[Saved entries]
· · · · ·
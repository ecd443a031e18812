mod common;

use common::fixture;
use nimbus_common::{CoreError, SnapshotStatus, VolumeStatus};
use nimbus_orchestrator::services::VolumeService;
use nimbus_orchestrator::terminator_job::TerminatorReconciler;
use nimbus_orchestrator::Reconciler;

#[tokio::test]
async fn attach_detach_and_snapshot_restore() {
    let f = fixture();
    let volumes = VolumeService::new(f.svc.clone());
    let web = f.running("web", None).await;
    let other = f.running("other", None).await;

    let vol = volumes.create("data", 10).await.unwrap();
    assert_eq!(vol.status, VolumeStatus::Available);
    assert!(vol.backend_path.is_some());

    let attached = volumes.attach(vol.id, web.id).await.unwrap();
    assert_eq!(attached.status, VolumeStatus::InUse);
    assert_eq!(attached.instance_id, Some(web.id));

    // Same holder again is a no-op; a second holder is refused.
    volumes.attach(vol.id, web.id).await.unwrap();
    assert!(matches!(volumes.attach(vol.id, other.id).await, Err(CoreError::Conflict(_))));
    assert!(matches!(volumes.delete(vol.id).await, Err(CoreError::Conflict(_))));

    let snap = volumes.snapshot(vol.id, "nightly").await.unwrap();
    assert_eq!(snap.status, SnapshotStatus::Available);
    let restored = volumes.restore(snap.id, "data-copy").await.unwrap();
    assert_eq!(restored.size_gb, 10);
    assert_eq!(restored.status, VolumeStatus::Available);

    let detached = volumes.detach(vol.id).await.unwrap();
    assert_eq!(detached.status, VolumeStatus::Available);
    assert!(detached.instance_id.is_none());
    volumes.delete(vol.id).await.unwrap();
    assert!(matches!(volumes.get(vol.id).await, Err(CoreError::NotFound(_))));
}

#[tokio::test]
async fn termination_releases_volumes() {
    let f = fixture();
    let volumes = VolumeService::new(f.svc.clone());
    let web = f.running("web", None).await;
    let vol = volumes.create("data", 1).await.unwrap();
    volumes.attach(vol.id, web.id).await.unwrap();

    f.svc.request_termination(web.id).await.unwrap();
    TerminatorReconciler::new(f.svc.clone()).reconcile(&f.token).await.unwrap();

    let vol = volumes.get(vol.id).await.unwrap();
    assert_eq!(vol.status, VolumeStatus::Available);
    assert!(vol.instance_id.is_none());
}

#[tokio::test]
async fn size_is_bounded() {
    let f = fixture();
    let volumes = VolumeService::new(f.svc.clone());
    assert!(matches!(volumes.create("zero", 0).await, Err(CoreError::Validation { .. })));
    assert!(matches!(volumes.create("../x", 1).await, Err(CoreError::Validation { .. })));
}
use std::time::Duration;

use async_trait::async_trait;
use nimbus_common::{CoreResult, InstanceState};
use tokio_util::sync::CancellationToken;

use crate::services::InstanceService;
use crate::store::InstanceFilter;
use crate::worker::Reconciler;

/// job-terminator: drives Stopping instances to Terminated.
///
/// Each pass re-reads the Stopping set, so an instance whose backend delete
/// failed is simply picked up again on the next tick.
pub struct TerminatorReconciler {
    svc: InstanceService,
    period: Duration,
}

impl TerminatorReconciler {
    pub fn new(svc: InstanceService) -> Self {
        Self {
            svc,
            period: Duration::from_secs(10),
        }
    }

    pub fn with_period(mut self, period: Duration) -> Self {
        self.period = period;
        self
    }
}

#[async_trait]
impl Reconciler for TerminatorReconciler {
    fn name(&self) -> &'static str {
        "terminator"
    }

    fn period(&self) -> Duration {
        self.period
    }

    async fn reconcile(&self, token: &CancellationToken) -> CoreResult<usize> {
        let stopping = self
            .svc
            .store()
            .list_instances(&InstanceFilter::in_states(&[InstanceState::Stopping]))
            .await?;

        let mut done = 0;
        for inst in stopping {
            if token.is_cancelled() {
                break;
            }
            match self.svc.terminate(&inst).await {
                Ok(t) if t.state == InstanceState::Terminated => done += 1,
                Ok(_) => {}
                Err(e) => tracing::warn!(instance_id = %inst.id, error = %e, "termination incomplete, retrying next tick"),
            }
        }
        Ok(done)
    }
}
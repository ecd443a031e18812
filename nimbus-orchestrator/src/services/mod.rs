//! Synchronous operations behind the HTTP surface. Each service validates,
//! writes the record, and talks to the backends the record depends on.

mod dns;
mod instances;
mod network;
mod volumes;

pub use dns::{DnsService, RecordRequest};
pub use instances::{
    backend_name, backend_zone, instance_type_envelope, record_fqdn, InstanceRequest,
    InstanceService, Timeouts, AUTO_RECORD_TTL,
};
pub use network::{bridge_name, NetworkService};
pub use volumes::{VolumeService, MAX_VOLUME_GB};
// Library entry point for the binary and the HTTP tests

pub mod app;
pub mod config;
pub mod error;
pub mod handlers;
pub mod rate_limit;
pub mod routes;
pub mod setup;

pub use app::AppState;
pub use error::ApiError;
· · · · ·
**PROBLEM:** Repeat each of the entries exactly as written.

**WRITTEN REPLY:**
repository ecd443a031e18812
mod common;

use common::fixture;
use nimbus_common::{CoreError, SnapshotStatus, VolumeStatus};
use nimbus_orchestrator::services::VolumeService;
use nimbus_orchestrator::terminator_job::TerminatorReconciler;
use nimbus_orchestrator::Reconciler;

#[tokio::test]
async fn attach_detach_and_snapshot_restore() {
    let f = fixture();
    let volumes = VolumeService::new(f.svc.clone());
    let web = f.running("web", None).await;
    let other = f.running("other", None).await;

    let vol = volumes.create("data", 10).await.unwrap();
    assert_eq!(vol.status, VolumeStatus::Available);
    assert!(vol.backend_path.is_some());

    let attached = volumes.attach(vol.id, web.id).await.unwrap();
    assert_eq!(attached.status, VolumeStatus::InUse);
    assert_eq!(attached.instance_id, Some(web.id));

    // Same holder again is a no-op; a second holder is refused.
    volumes.attach(vol.id, web.id).await.unwrap();
    assert!(matches!(volumes.attach(vol.id, other.id).await, Err(CoreError::Conflict(_))));
    assert!(matches!(volumes.delete(vol.id).await, Err(CoreError::Conflict(_))));

    let snap = volumes.snapshot(vol.id, "nightly").await.unwrap();
    assert_eq!(snap.status, SnapshotStatus::Available);
    let restored = volumes.restore(snap.id, "data-copy").await.unwrap();
    assert_eq!(restored.size_gb, 10);
    assert_eq!(restored.status, VolumeStatus::Available);

    let detached = volumes.detach(vol.id).await.unwrap();
    assert_eq!(detached.status, VolumeStatus::Available);
    assert!(detached.instance_id.is_none());
    volumes.delete(vol.id).await.unwrap();
    assert!(matches!(volumes.get(vol.id).await, Err(CoreError::NotFound(_))));
}

#[tokio::test]
async fn termination_releases_volumes() {
    let f = fixture();
    let volumes = VolumeService::new(f.svc.clone());
    let web = f.running("web", None).await;
    let vol = volumes.create("data", 1).await.unwrap();
    volumes.attach(vol.id, web.id).await.unwrap();

    f.svc.request_termination(web.id).await.unwrap();
    TerminatorReconciler::new(f.svc.clone()).reconcile(&f.token).await.unwrap();

    let vol = volumes.get(vol.id).await.unwrap();
    assert_eq!(vol.status, VolumeStatus::Available);
    assert!(vol.instance_id.is_none());
}

#[tokio::test]
async fn size_is_bounded() {
    let f = fixture();
    let volumes = VolumeService::new(f.svc.clone());
    assert!(matches!(volumes.create("zero", 0).await, Err(CoreError::Validation { .. })));
    assert!(matches!(volumes.create("../x", 1).await, Err(CoreError::Validation { .. })));
}
use std::time::Duration;

use async_trait::async_trait;
use nimbus_common::{CoreResult, InstanceState};
use tokio_util::sync::CancellationToken;

use crate::services::InstanceService;
use crate::store::InstanceFilter;
use crate::worker::Reconciler;

/// job-terminator: drives Stopping instances to Terminated.
///
/// Each pass re-reads the Stopping set, so an instance whose backend delete
/// failed is simply picked up again on the next tick.
pub struct TerminatorReconciler {
    svc: InstanceService,
    period: Duration,
}

impl TerminatorReconciler {
    pub fn new(svc: InstanceService) -> Self {
        Self {
            svc,
            period: Duration::from_secs(10),
        }
    }

    pub fn with_period(mut self, period: Duration) -> Self {
        self.period = period;
        self
    }
}

#[async_trait]
impl Reconciler for TerminatorReconciler {
    fn name(&self) -> &'static str {
        "terminator"
    }

    fn period(&self) -> Duration {
        self.period
    }

    async fn reconcile(&self, token: &CancellationToken) -> CoreResult<usize> {
        let stopping = self
            .svc
            .store()
            .list_instances(&InstanceFilter::in_states(&[InstanceState::Stopping]))
            .await?;

        let mut done = 0;
        for inst in stopping {
            if token.is_cancelled() {
                break;
            }
            match self.svc.terminate(&inst).await {
                Ok(t) if t.state == InstanceState::Terminated => done += 1,
                Ok(_) => {}
                Err(e) => tracing::warn!(instance_id = %inst.id, error = %e, "termination incomplete, retrying next tick"),
            }
        }
        Ok(done)
    }
}
repository ecd443a031e18812
filename nimbus-orchestrator/src/services/mod.rs
//! Synchronous operations behind the HTTP surface. Each service validates,
//! writes the record, and talks to the backends the record depends on.

mod dns;
mod instances;
mod network;
mod volumes;

pub use dns::{DnsService, RecordRequest};
pub use instances::{
    backend_name, backend_zone, instance_type_envelope, record_fqdn, InstanceRequest,
    InstanceService, Timeouts, AUTO_RECORD_TTL,
};
pub use network::{bridge_name, NetworkService};
pub use volumes::{VolumeService, MAX_VOLUME_GB};
// Library entry point for the binary and the HTTP tests

pub mod app;
pub mod config;
pub mod error;
pub mod handlers;
pub mod rate_limit;
pub mod routes;
pub mod setup;

pub use app::AppState;
pub use error::ApiError;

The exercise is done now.